*Assignment*
Find the string "DistanceCycling" in the entries and copy each line that has it.

*Available data*
use serde::{Deserialize, Serialize};
use std::fmt;
use std::str::FromStr;
use thiserror::Error;

#[derive(Debug, Error, PartialEq, Eq)]
#[error("unknown health category '{0}'")]
pub struct UnknownCategory(pub String);

/// A health data category. The key name doubles as the persisted uploader key
/// and as the payload key on the wire.
#[derive(Debug, Clone, Copy, PartialEq, Eq, Hash, Serialize, Deserialize)]
#[serde(rename_all = "camelCase")]
pub enum HealthDataType {
    // Activity
    StepCount,
    DistanceWalkingRunning,
    DistanceCycling,
    PushCount,
    DistanceWheelChair,
    SwimmingStrokeCount,
    DistanceSwimming,
    DistanceDownhillSnowSports,
    BasalEnergyBurned,
    ActiveEnergyBurned,
    FlightsClimbed,
    NikeFuel,
    AppleExerciseTime,
    AppleStandHour,
    AppleStandTime,
    Vo2Max,
    LowCardioFitnessEvent,
    // Characteristics
    ActivityMoveMode,
    BiologicalSex,
    BloodType,
    DateOfBirth,
    FitzpatrickSkinType,
    WheelchairUse,
    // Vital signs
    HeartRate,
    LowHeartRateEvent,
    HighHeartRateEvent,
    IrregularHeartRhythmEvent,
    RestingHeartRate,
    HeartRateVariabilitySdnn,
    WalkingHeartRateAverage,
    Electrocardiogram,
    OxygenSaturation,
    BodyTemperature,
    BloodPressure,
    BloodPressureSystolic,
    BloodPressureDiastolic,
    RespiratoryRate,
    // Mindfulness and sleep
    MindfulSession,
    SleepAnalysis,
}

impl HealthDataType {
    pub const ALL: [HealthDataType; 39] = [
        HealthDataType::StepCount,
        HealthDataType::DistanceWalkingRunning,
        HealthDataType::DistanceCycling,
        HealthDataType::PushCount,
        HealthDataType::DistanceWheelChair,
        HealthDataType::SwimmingStrokeCount,
        HealthDataType::DistanceSwimming,
        HealthDataType::DistanceDownhillSnowSports,
        HealthDataType::BasalEnergyBurned,
        HealthDataType::ActiveEnergyBurned,
        HealthDataType::FlightsClimbed,
        HealthDataType::NikeFuel,
        HealthDataType::AppleExerciseTime,
        HealthDataType::AppleStandHour,
        HealthDataType::AppleStandTime,
        HealthDataType::Vo2Max,
        HealthDataType::LowCardioFitnessEvent,
        HealthDataType::ActivityMoveMode,
        HealthDataType::BiologicalSex,
        HealthDataType::BloodType,
        HealthDataType::DateOfBirth,
        HealthDataType::FitzpatrickSkinType,
        HealthDataType::WheelchairUse,
        HealthDataType::HeartRate,
        HealthDataType::LowHeartRateEvent,
        HealthDataType::HighHeartRateEvent,
        HealthDataType::IrregularHeartRhythmEvent,
        HealthDataType::RestingHeartRate,
        HealthDataType::HeartRateVariabilitySdnn,
        HealthDataType::WalkingHeartRateAverage,
        HealthDataType::Electrocardiogram,
        HealthDataType::OxygenSaturation,
        HealthDataType::BodyTemperature,
        HealthDataType::BloodPressure,
        HealthDataType::BloodPressureSystolic,
        HealthDataType::BloodPressureDiastolic,
        HealthDataType::RespiratoryRate,
        HealthDataType::MindfulSession,
        HealthDataType::SleepAnalysis,
    ];

    pub fn key_name(&self) -> &'static str {
        match self {
            HealthDataType::StepCount => "stepCount",
            HealthDataType::DistanceWalkingRunning => "distanceWalkingRunning",
            HealthDataType::DistanceCycling => "distanceCycling",
            HealthDataType::PushCount => "pushCount",
            HealthDataType::DistanceWheelChair => "distanceWheelChair",
            HealthDataType::SwimmingStrokeCount => "swimmingStrokeCount",
            HealthDataType::DistanceSwimming => "distanceSwimming",
            HealthDataType::DistanceDownhillSnowSports => "distanceDownhillSnowSports",
            HealthDataType::BasalEnergyBurned => "basalEnergyBurned",
            HealthDataType::ActiveEnergyBurned => "activeEnergyBurned",
            HealthDataType::FlightsClimbed => "flightsClimbed",
            HealthDataType::NikeFuel => "nikeFuel",
            HealthDataType::AppleExerciseTime => "appleExerciseTime",
            HealthDataType::AppleStandHour => "appleStandHour",
            HealthDataType::AppleStandTime => "appleStandTime",
            HealthDataType::Vo2Max => "vo2Max",
            HealthDataType::LowCardioFitnessEvent => "lowCardioFitnessEvent",
            HealthDataType::ActivityMoveMode => "activityMoveMode",
            HealthDataType::BiologicalSex => "biologicalSex",
            HealthDataType::BloodType => "bloodType",
            HealthDataType::DateOfBirth => "dateOfBirth",
            HealthDataType::FitzpatrickSkinType => "fitzpatrickSkinType",
            HealthDataType::WheelchairUse => "wheelchairUse",
            HealthDataType::HeartRate => "heartRate",
            HealthDataType::LowHeartRateEvent => "lowHeartRateEvent",
            HealthDataType::HighHeartRateEvent => "highHeartRateEvent",
            HealthDataType::IrregularHeartRhythmEvent => "irregularHeartRhythmEvent",
            HealthDataType::RestingHeartRate => "restingHeartRate",
            HealthDataType::HeartRateVariabilitySdnn => "heartRateVariabilitySdnn",
            HealthDataType::WalkingHeartRateAverage => "walkingHeartRateAverage",
            HealthDataType::Electrocardiogram => "electrocardiogram",
            HealthDataType::OxygenSaturation => "oxygenSaturation",
            HealthDataType::BodyTemperature => "bodyTemperature",
            HealthDataType::BloodPressure => "bloodPressure",
            HealthDataType::BloodPressureSystolic => "bloodPressureSystolic",
            HealthDataType::BloodPressureDiastolic => "bloodPressureDiastolic",
            HealthDataType::RespiratoryRate => "respiratoryRate",
            HealthDataType::MindfulSession => "mindfulSession",
            HealthDataType::SleepAnalysis => "sleepAnalysis",
        }
    }

    /// Characteristics are single values rather than timestamped samples, and
    /// blood pressure only exists as a correlation of its two components.
    pub fn is_sample_backed(&self) -> bool {
        !matches!(
            self,
            HealthDataType::ActivityMoveMode
                | HealthDataType::BiologicalSex
                | HealthDataType::BloodType
                | HealthDataType::DateOfBirth
                | HealthDataType::FitzpatrickSkinType
                | HealthDataType::WheelchairUse
                | HealthDataType::BloodPressure
        )
    }
}

impl fmt::Display for HealthDataType {
    fn fmt(&self, f: &mut fmt::Formatter<'_>) -> fmt::Result {
        f.write_str(self.key_name())
    }
}

impl FromStr for HealthDataType {
    type Err = UnknownCategory;

    fn from_str(s: &str) -> Result<Self, Self::Err> {
        HealthDataType::ALL
            .into_iter()
            .find(|category| category.key_name() == s)
            .ok_or_else(|| UnknownCategory(s.to_string()))
    }
}

#[cfg(test)]
mod tests {
    use super::*;

    #[test]
    fn test_key_names_round_trip() {
        for category in HealthDataType::ALL {
            assert_eq!(category.key_name().parse::<HealthDataType>(), Ok(category));
        }
    }

    #[test]
    fn test_serde_name_matches_key_name() {
        let json = serde_json::to_string(&HealthDataType::HeartRateVariabilitySdnn).unwrap();
        assert_eq!(json, "\"heartRateVariabilitySdnn\"");
    }

    #[test]
    fn test_characteristics_are_not_sample_backed() {
        assert!(HealthDataType::StepCount.is_sample_backed());
        assert!(HealthDataType::SleepAnalysis.is_sample_backed());
        assert!(!HealthDataType::BiologicalSex.is_sample_backed());
        assert!(!HealthDataType::BloodPressure.is_sample_backed());
    }

    #[test]
    fn test_unknown_category() {
        assert_eq!(
            "stepcount".parse::<HealthDataType>(),
            Err(UnknownCategory("stepcount".to_string()))
        );
    }
}
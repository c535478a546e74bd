pub mod monitor;
pub mod poller;

pub use monitor::ReachabilityMonitor;
pub use poller::ReachabilityPoller;

use tokio::sync::watch;

/// Point-in-time connectivity plus a push stream of changes.
///
/// Subscribers receive the latest value on every change. Uploaders only act
/// on `false -> true` transitions, so repeated identical values are harmless.
pub trait Reachability: Send + Sync {
    fn is_currently_reachable(&self) -> bool;

    fn subscribe(&self) -> watch::Receiver<bool>;
}
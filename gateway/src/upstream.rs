use crate::error::{FetchError, GatewayError};
use http::StatusCode;
use serde_json::Value;
use std::time::Duration;
use url::Url;

/// HTTP client for the content API. Every call carries an explicit time
/// budget; the in-flight request is cancelled once it elapses. Failures are
/// returned as typed values and never thrown past this boundary.
pub struct ContentApi {
    client: reqwest::Client,
    base: Url,
    fallback_base: Option<Url>,
}

impl ContentApi {
    pub fn new(api_base: &str, fallback_api_base: Option<&str>) -> Result<Self, GatewayError> {
        Ok(ContentApi {
            client: reqwest::Client::new(),
            base: parse_base(api_base)?,
            fallback_base: fallback_api_base.map(parse_base).transpose()?,
        })
    }

    /// Resolves `path` against the configured base and appends the query
    /// pairs. Also used as the cache key for cached endpoints.
    pub fn url(&self, path: &str, query: &[(String, String)]) -> Url {
        resolve(&self.base, path, query)
    }

    /// Same as [`url`](Self::url) against the secondary base, when one is
    /// configured.
    pub fn fallback_url(&self, path: &str, query: &[(String, String)]) -> Option<Url> {
        self.fallback_base
            .as_ref()
            .map(|base| resolve(base, path, query))
    }

    /// Resolves `{prefix}{slug}/`, percent-encoding the slug as a single
    /// path segment.
    pub fn slug_url(&self, prefix: &str, slug: &str) -> Url {
        let mut url = self.url(prefix, &[]);
        if let Ok(mut segments) = url.path_segments_mut() {
            segments.pop_if_empty().push(slug).push("");
        }
        url
    }

    pub async fn get_json(&self, url: Url, timeout: Duration) -> Result<Value, FetchError> {
        let response = self
            .client
            .get(url)
            .timeout(timeout)
            .send()
            .await
            .map_err(request_error)?;

        let status = response.status();
        if !status.is_success() {
            return Err(FetchError::Status(status));
        }

        response.json::<Value>().await.map_err(|err| {
            if err.is_timeout() {
                FetchError::Timeout
            } else {
                FetchError::Decode(err.to_string())
            }
        })
    }

    /// Forwards a JSON body and reports only the response status; the
    /// contact endpoint is fire-and-forget about the response payload.
    pub async fn post_json(
        &self,
        url: &str,
        body: String,
        timeout: Duration,
    ) -> Result<StatusCode, FetchError> {
        let response = self
            .client
            .post(url)
            .header(http::header::CONTENT_TYPE, "application/json")
            .body(body)
            .timeout(timeout)
            .send()
            .await
            .map_err(request_error)?;

        Ok(response.status())
    }
}

fn request_error(err: reqwest::Error) -> FetchError {
    if err.is_timeout() {
        FetchError::Timeout
    } else {
        FetchError::Transport(err)
    }
}

// A trailing slash on the base keeps Url::join from replacing its last path
// segment when bases like https://host/cms are configured.
fn parse_base(base: &str) -> Result<Url, url::ParseError> {
    if base.ends_with('/') {
        Url::parse(base)
    } else {
        Url::parse(&format!("{base}/"))
    }
}

fn resolve(base: &Url, path: &str, query: &[(String, String)]) -> Url {
    let mut url = match base.join(path.trim_start_matches('/')) {
        Ok(joined) => joined,
        Err(_) => base.clone(),
    };
    if !query.is_empty() {
        url.query_pairs_mut().extend_pairs(query);
    }
    url
}

#[cfg(test)]
mod tests {
    use super::*;

    fn api() -> ContentApi {
        ContentApi::new("http://localhost:8000", Some("https://standby.example.com")).unwrap()
    }

    #[test]
    fn url_joins_path_and_query() {
        let url = api().url(
            "/api/categories/all/",
            &[("type".to_string(), "state guides".to_string())],
        );
        assert_eq!(
            url.as_str(),
            "http://localhost:8000/api/categories/all/?type=state+guides"
        );
    }

    #[test]
    fn url_without_query_has_no_question_mark() {
        let url = api().url("/api/homepage/", &[]);
        assert_eq!(url.as_str(), "http://localhost:8000/api/homepage/");
    }

    #[test]
    fn base_with_subpath_is_preserved() {
        let api = ContentApi::new("https://host.example.com/cms", None).unwrap();
        let url = api.url("/api/main-pages/", &[]);
        assert_eq!(url.as_str(), "https://host.example.com/cms/api/main-pages/");
    }

    #[test]
    fn slug_url_percent_encodes_and_keeps_trailing_slash() {
        let url = api().slug_url("/api/blogs/", "saving on auto/home");
        assert_eq!(
            url.as_str(),
            "http://localhost:8000/api/blogs/saving%20on%20auto%2Fhome/"
        );
    }

    #[test]
    fn fallback_url_uses_secondary_base() {
        let url = api()
            .fallback_url("/api/quotes/", &[("zip".to_string(), "90210".to_string())])
            .unwrap();
        assert_eq!(url.as_str(), "https://standby.example.com/api/quotes/?zip=90210");

        let api = ContentApi::new("http://localhost:8000", None).unwrap();
        assert!(api.fallback_url("/api/quotes/", &[]).is_none());
    }
}
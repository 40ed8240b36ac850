use axum::http::Uri;
use url::Url;

// Base for parsing request URLs that arrive without a scheme or host. Only
// the query string is read back out, so the origin itself never matters.
const LOCAL_ORIGIN: &str = "http://localhost:3000";

/// Query parameters recovered from an inbound request.
///
/// A request may hand us pre-parsed pairs or only a raw URL, and the raw URL
/// may be absolute or relative. Extraction never fails: unparseable input
/// yields an empty set.
#[derive(Debug, Clone)]
pub enum RequestQuery {
    Parsed(Vec<(String, String)>),
    RawUrl(String),
}

impl RequestQuery {
    pub fn from_uri(uri: &Uri) -> Self {
        RequestQuery::RawUrl(uri.to_string())
    }

    pub fn pairs(&self) -> Vec<(String, String)> {
        match self {
            RequestQuery::Parsed(pairs) => pairs.clone(),
            RequestQuery::RawUrl(raw) => parse_raw(raw),
        }
    }

    /// First value for `name`, if present.
    pub fn get(&self, name: &str) -> Option<String> {
        self.pairs()
            .into_iter()
            .find(|(key, _)| key == name)
            .map(|(_, value)| value)
    }
}

fn parse_raw(raw: &str) -> Vec<(String, String)> {
    let url = match Url::parse(raw) {
        Ok(url) => Some(url),
        Err(_) => Url::parse(LOCAL_ORIGIN)
            .ok()
            .and_then(|origin| origin.join(raw).ok()),
    };

    match url {
        Some(url) => url.query_pairs().into_owned().collect(),
        None => Vec::new(),
    }
}

#[cfg(test)]
mod tests {
    use super::*;

    #[test]
    fn absolute_url() {
        let query = RequestQuery::RawUrl("http://example.com/api/quotes?zip=90210".into());
        assert_eq!(query.get("zip").as_deref(), Some("90210"));
    }

    #[test]
    fn relative_url() {
        let query = RequestQuery::RawUrl("/api/blogs?page=2&page_size=5".into());
        assert_eq!(
            query.pairs(),
            vec![
                ("page".to_string(), "2".to_string()),
                ("page_size".to_string(), "5".to_string()),
            ]
        );
    }

    #[test]
    fn unparseable_url_yields_empty_set() {
        let query = RequestQuery::RawUrl("http://[broken".into());
        assert!(query.pairs().is_empty());
        assert_eq!(query.get("zip"), None);
    }

    #[test]
    fn no_query_string() {
        let query = RequestQuery::RawUrl("/api/homepage".into());
        assert!(query.pairs().is_empty());
    }

    #[test]
    fn pre_parsed_pairs_used_directly() {
        let query = RequestQuery::Parsed(vec![("type".into(), "state".into())]);
        assert_eq!(query.get("type").as_deref(), Some("state"));
    }

    #[test]
    fn from_axum_uri() {
        let uri: Uri = "/api/categories?type=city".parse().unwrap();
        let query = RequestQuery::from_uri(&uri);
        assert_eq!(query.get("type").as_deref(), Some("city"));
    }
}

*Answer section*
    DistanceCycling,
        HealthDataType::DistanceCycling,
            HealthDataType::DistanceCycling => "distanceCycling",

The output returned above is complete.